Alois jerked a dirty towel off the box sitting beside him on the backseat. In the box were three sealed wine bottles filled to the neck with a mixture of gasoline, kerosene, tar, and potassium chlorate. Taped to the side of each bottle were two windproof matches.
“Who did you say designed these things?” Wilma asked. “The Russians?”
“The Finns,” Alois said irritably. The kid fancied himself a connoisseur of World War II weaponology. “They used them in the Winter War.”
“Against the Russians?”
“Against the Germans.”
“Okay, okay, BF deal. Somehow they don’t look like real Molotov cocktails without the rag hanging out.”
Alois grunted. “Do you want to look cool while you set yourself on fire, or really hurt the people who wasted your brother?”
Wilma said nothing. This kid had no idea what was really going on. To him Glenn Morehouse had been just a fat old guy who’d lived in her house, not an unstoppable force that could be pointed at a target like a tank.
“How well do you know Forrest?” Wilma asked.
“Well enough to know that when he asks you to do him a favor, you do it. He’s about the baddest son of a bitch I ever met, and I’ve met some.”
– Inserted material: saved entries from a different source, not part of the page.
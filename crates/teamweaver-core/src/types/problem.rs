//! Problem snapshot type.

use serde::{Deserialize, Serialize};
use std::collections::BTreeMap;
use uuid::Uuid;

use crate::config::constants::{MAX_SKILL_LEVEL, MAX_TEAM_SIZE, MIN_TEAM_SIZE};
use crate::error::{MatchError, MatchResult};
use crate::types::Role;

/// One problem in the matching snapshot. Immutable within a run.
#[derive(Debug, Clone, PartialEq, Serialize, Deserialize)]
pub struct Problem {
    /// Stable identifier.
    pub id: Uuid,
    /// Short title.
    pub title: String,
    /// Full textual prompt.
    pub prompt: String,
    /// Estimated team size in `[2, 10]`.
    pub estimated_team_size: usize,
    /// Role preference distribution; non-negative weights summing to <= 1.
    pub role_preferences: BTreeMap<Role, f64>,
    /// Skill name -> required minimum level in `[0, 5]`.
    pub required_skills: BTreeMap<String, u8>,
    /// Ambiguity level in `[1, 10]`.
    pub ambiguity_level: u8,
    /// Estimated weekly workload in hours.
    pub estimated_hours: u32,
    /// Problem embedding; unit-norm, or all-zero when missing.
    pub embedding: Vec<f32>,
}

impl Problem {
    /// Validate field ranges against the snapshot contract.
    pub fn validate(&self, embedding_dim: usize) -> MatchResult<()> {
        if !(MIN_TEAM_SIZE..=MAX_TEAM_SIZE).contains(&self.estimated_team_size) {
            return Err(MatchError::InvalidInput {
                field: format!("problem[{}].estimated_team_size", self.id),
                reason: format!(
                    "expected [{MIN_TEAM_SIZE}, {MAX_TEAM_SIZE}], got {}",
                    self.estimated_team_size
                ),
            });
        }
        let mut weight_sum = 0.0;
        for (role, weight) in &self.role_preferences {
            if !weight.is_finite() || *weight < 0.0 {
                return Err(MatchError::InvalidInput {
                    field: format!("problem[{}].role_preferences.{role}", self.id),
                    reason: format!("weight must be finite and non-negative, got {weight}"),
                });
            }
            weight_sum += weight;
        }
        // float precision slack, matching the intake contract
        if weight_sum > 1.0 + 1e-5 {
            return Err(MatchError::InvalidInput {
                field: format!("problem[{}].role_preferences", self.id),
                reason: format!("weights sum to {weight_sum}, must not exceed 1.0"),
            });
        }
        for (skill, level) in &self.required_skills {
            if *level > MAX_SKILL_LEVEL {
                return Err(MatchError::InvalidInput {
                    field: format!("problem[{}].required_skills.{skill}", self.id),
                    reason: format!("level {level} exceeds {MAX_SKILL_LEVEL}"),
                });
            }
        }
        if !(1..=10).contains(&self.ambiguity_level) {
            return Err(MatchError::InvalidInput {
                field: format!("problem[{}].ambiguity_level", self.id),
                reason: format!("expected [1, 10], got {}", self.ambiguity_level),
            });
        }
        if !self.embedding.is_empty() && self.embedding.len() != embedding_dim {
            return Err(MatchError::InvalidInput {
                field: format!("problem[{}].embedding", self.id),
                reason: format!(
                    "expected dimension {embedding_dim}, got {}",
                    self.embedding.len()
                ),
            });
        }
        if self.embedding.iter().any(|v| !v.is_finite()) {
            return Err(MatchError::InvalidInput {
                field: format!("problem[{}].embedding", self.id),
                reason: "contains a non-finite component".into(),
            });
        }
        Ok(())
    }
}
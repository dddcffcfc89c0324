//! Phase 2: partition each problem bucket into teams of fixed size.
//!
//! Strict enforcement: every emitted team has exactly `team_size` members.
//! A bucket whose size is not a multiple of the team size drops its
//! worst-ranked surplus back to the unassigned pool instead of emitting a
//! short team.
//!
//! Per bucket: k-medoids seeding on the pairwise affinity matrix, a single
//! Hungarian slot-fill over team-grouped columns with a role-coverage
//! pressure term, then leadership enforcement by swapping in an unassigned
//! leader where a team ended up without one.
//!
//! Buckets are independent and processed on a worker pool; outputs are
//! merged deterministically by problem id.

use rand::SeedableRng;
use rand_chacha::ChaCha8Rng;
use rayon::prelude::*;
use tracing::{debug, info};
use uuid::Uuid;

use crate::aggregate;
use crate::config::constants::ROLE_PRESSURE_WEIGHT;
use crate::config::MatchConfig;
use crate::cost::pairwise::pair_cost;
use crate::error::{MatchError, MatchResult};
use crate::orchestrator::cancel::CancelToken;
use crate::phases::kmedoids;
use crate::solver;
use crate::types::{
    Participant, Phase1Output, Phase2Output, Team, FORMATION_STRICT_ENFORCEMENT,
};

/// Run Phase 2 over the Phase 1 buckets.
pub fn run_phase2(
    phase1: &Phase1Output,
    participants: &[Participant],
    config: &MatchConfig,
    cancel: Option<&CancelToken>,
) -> MatchResult<Phase2Output> {
    let by_id: std::collections::BTreeMap<Uuid, &Participant> =
        participants.iter().map(|p| (p.id, p)).collect();

    // Resolve buckets to participant refs, in problem-id order (BTreeMap).
    let mut bucket_inputs: Vec<(Uuid, Vec<&Participant>)> = Vec::new();
    for (problem_id, entries) in &phase1.buckets {
        let mut members = Vec::with_capacity(entries.len());
        for entry in entries {
            let participant =
                by_id
                    .get(&entry.participant_id)
                    .ok_or_else(|| MatchError::InvalidInput {
                        field: "phase1.buckets".into(),
                        reason: format!(
                            "participant {} not in snapshot",
                            entry.participant_id
                        ),
                    })?;
            members.push(*participant);
        }
        bucket_inputs.push((*problem_id, members));
    }

    let largest_bucket = bucket_inputs.iter().map(|(_, m)| m.len()).max().unwrap_or(0);

    debug!(
        buckets = bucket_inputs.len(),
        largest_bucket,
        team_size = config.team_size,
        "forming teams"
    );

    let results: MatchResult<Vec<(Vec<Team>, Vec<Uuid>)>> = bucket_inputs
        .into_par_iter()
        .map(|(problem_id, members)| form_bucket_teams(problem_id, members, config, cancel))
        .collect();
    let results = results?;

    let mut teams = Vec::new();
    let mut unassigned_pool = Vec::new();
    for (bucket_teams, surplus) in results {
        teams.extend(bucket_teams);
        unassigned_pool.extend(surplus);
    }

    if teams.is_empty() {
        return Err(MatchError::InsufficientData {
            needed: config.team_size,
            available: largest_bucket,
            context: "participants per bucket".into(),
        });
    }

    info!(
        teams = teams.len(),
        unassigned = unassigned_pool.len(),
        "phase 2 complete"
    );

    Ok(Phase2Output {
        teams,
        unassigned_pool,
    })
}

/// Form all teams for one bucket; returns the teams and the surplus pool.
fn form_bucket_teams(
    problem_id: Uuid,
    members: Vec<&Participant>,
    config: &MatchConfig,
    cancel: Option<&CancelToken>,
) -> MatchResult<(Vec<Team>, Vec<Uuid>)> {
    if let Some(token) = cancel {
        token.check()?;
    }

    let team_size = config.team_size;
    let team_count = members.len() / team_size;
    if team_count == 0 {
        return Ok((Vec::new(), members.iter().map(|m| m.id).collect()));
    }

    // Members arrive ordered by Phase 1 rank (best first); the surplus
    // that cannot fill a full team is the tail of that ordering.
    let kept = &members[..team_count * team_size];
    let mut pool: Vec<&Participant> = members[team_count * team_size..].to_vec();

    // Pairwise affinity matrix over kept members.
    let affinity: Vec<Vec<f64>> = kept
        .iter()
        .copied()
        .map(|a| kept.iter().copied().map(|b| pair_cost(a, b)).collect())
        .collect();

    // Independent deterministic RNG stream per bucket.
    let mut seed_bytes = [0u8; 8];
    seed_bytes.copy_from_slice(&problem_id.as_bytes()[..8]);
    let mut rng =
        ChaCha8Rng::seed_from_u64(config.random_seed ^ u64::from_le_bytes(seed_bytes));

    let medoids = kmedoids::select_medoids(
        &affinity,
        team_count,
        config.kmedoids_max_iter,
        &mut rng,
        cancel,
    )?;

    // Slot matrix: columns grouped by team, `team_size` slots each. The
    // base cost is affinity to the team's medoid; the pressure term makes
    // each additional same-role slot in a team progressively dearer, which
    // spreads a role across teams.
    let slots = team_count * team_size;
    let matrix: Vec<Vec<f64>> = (0..kept.len())
        .map(|p| {
            (0..slots)
                .map(|col| {
                    let team = col / team_size;
                    let slot = col % team_size;
                    let base = affinity[p][medoids[team]];
                    let pressure = ROLE_PRESSURE_WEIGHT
                        * role_overlap(kept[p], kept[medoids[team]])
                        * slot as f64
                        / team_size as f64;
                    base + pressure
                })
                .collect()
        })
        .collect();

    let solution = solver::solve(&matrix, cancel)?;

    let mut rosters: Vec<Vec<&Participant>> = vec![Vec::new(); team_count];
    for &(row, col) in &solution.pairs {
        rosters[col / team_size].push(kept[row]);
    }

    let mut teams = Vec::with_capacity(team_count);
    for (team_idx, mut roster) in rosters.into_iter().enumerate() {
        let leadership_missing = enforce_leadership(&mut roster, &mut pool);

        let mut members_owned: Vec<Participant> =
            roster.iter().map(|m| (*m).clone()).collect();
        members_owned.sort_by_key(|m| m.id);

        let vector = aggregate::build_team_vector(&members_owned);
        let metrics = aggregate::compute_metrics(&members_owned);
        let (internal_cost, avg_pairwise_cost) = aggregate::internal_cost(&members_owned);

        teams.push(Team {
            id: Uuid::new_v5(&problem_id, &(team_idx as u32).to_le_bytes()),
            member_ids: members_owned.iter().map(|m| m.id).collect(),
            formation_method: FORMATION_STRICT_ENFORCEMENT.into(),
            assigned_problem: None,
            vector,
            metrics,
            leadership_missing,
            internal_cost,
            avg_pairwise_cost,
            ai_review: None,
            ai_fit_score: None,
        });
    }

    Ok((teams, pool.iter().map(|m| m.id).collect()))
}

/// Fraction of `p`'s primary roles that the medoid also holds.
fn role_overlap(p: &Participant, medoid: &Participant) -> f64 {
    if p.primary_roles.is_empty() {
        return 0.0;
    }
    let shared = p
        .primary_roles
        .iter()
        .filter(|r| medoid.primary_roles.contains(*r))
        .count();
    shared as f64 / p.primary_roles.len() as f64
}

/// Ensure the roster has a leadership-preferring member when feasible.
///
/// When the roster has no leader and the pool holds one, the pool leader
/// with the lowest incremental affinity cost replaces the roster member
/// with the highest affinity cost; the displaced member joins the pool.
/// Returns true when the roster remains leaderless.
fn enforce_leadership<'a>(
    roster: &mut Vec<&'a Participant>,
    pool: &mut Vec<&'a Participant>,
) -> bool {
    if roster.iter().any(|m| m.leadership_preference) {
        return false;
    }

    // Cheapest leader to bring in.
    let mut best_in: Option<(usize, f64)> = None;
    for (idx, candidate) in pool.iter().copied().enumerate() {
        if !candidate.leadership_preference {
            continue;
        }
        let cost = mean_cost_to(candidate, roster);
        let better = match best_in {
            None => true,
            Some((best_idx, best_cost)) => {
                cost < best_cost || (cost == best_cost && candidate.id < pool[best_idx].id)
            }
        };
        if better {
            best_in = Some((idx, cost));
        }
    }
    let Some((in_idx, _)) = best_in else {
        return true;
    };

    // Costliest member to let go.
    let mut out_idx = 0usize;
    let mut out_cost = f64::NEG_INFINITY;
    for (idx, member) in roster.iter().copied().enumerate() {
        let others: Vec<&Participant> = roster
            .iter()
            .enumerate()
            .filter(|(j, _)| *j != idx)
            .map(|(_, m)| *m)
            .collect();
        let cost = mean_cost_to(member, &others);
        if cost > out_cost || (cost == out_cost && member.id < roster[out_idx].id) {
            out_cost = cost;
            out_idx = idx;
        }
    }

    let leader = pool.remove(in_idx);
    let displaced = std::mem::replace(&mut roster[out_idx], leader);
    pool.push(displaced);
    false
}

fn mean_cost_to(candidate: &Participant, roster: &[&Participant]) -> f64 {
    if roster.is_empty() {
        return 0.0;
    }
    roster
        .iter()
        .copied()
        .map(|m| pair_cost(candidate, m))
        .sum::<f64>()
        / roster.len() as f64
}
Wilma laughed. “I just bet you have, blondie.”
The truck jounced over a speed bump, and the bottles clanked ominously in the box.
“Stuff that fucking towel in there!” Wilma snapped. “Wedge it between the bottles. I don’t plan on burning up in this truck.”
Alois obeyed with surprising delicacy. Then he reached down to the floor and brought up a heavy Sig Sauer pistol.
“You know, if that guy doesn’t go in for a break pretty soon, I’m just going to walk up and blow his shit away.”
“Forrest didn’t say anything about shooting guards,” Wilma said.
“Well, he doesn’t want us waiting on the street all day.”
“Just hold your water. He’ll have to take a leak soon. You got the masks?”
Alois lifted a Walmart bag from the floor. “You get the Harry Potter. I’m taking Spider-Man.”
She shook her head in derision. Kids.
ONLY ONCE IN HER life had Peggy Cage had her faith in her husband tested as it was being tested now, and she wasn’t sure she was up to the challenge. Still, she put the best possible face on things, as she’d been taught to do from birth. Despite her protestations to Penn, having Kirk Boisseau close by had improved her sense of security. Like a lot of Natchez men of his generation, Kirk had been taught English by Peggy at St. Stephen’s Prep back in the early 1970s. He’d grown up to be quite an imposing adult, and today she was glad of it. Tom’s elderly patient James Ervin was guarding the back of the house—unless it was his brother Elvin; Peggy could scarcely tell the difference between the retired cops. With both James and Kirk on guard, it seemed that physical security was not a problem, and yet Peggy felt deeply unsettled.
One reason was Annie. As the mayor’s daughter, Annie Cage had become even more adept than her grandmother at putting on a public face, but the girl couldn’t fool Peggy. Though she’d managed an animated discussion with Kirk, Annie was clearly worried about her father and Caitlin—and terrified for her grandfather. Annie had also suggested to Peggy that Penn and Caitlin were having “relationship trouble.” Though she had only her intuition and Caitlin’s continued absence to support this assertion, Peggy suspected she was right.
Early that morning, Annie had sat down in the den and made a great show of reading Caitlin’s most recent articles aloud from the newspaper Kirk had brought with him. Peggy tried to look interested, but the only stories that held her interest anymore were those dealing with the murder for which Tom had been indicted, and there had been precious little information printed on that case after the initial story.
“Gram!” Annie cried, getting to her feet with her cell phone held aloft. “Caitlin just texted me!”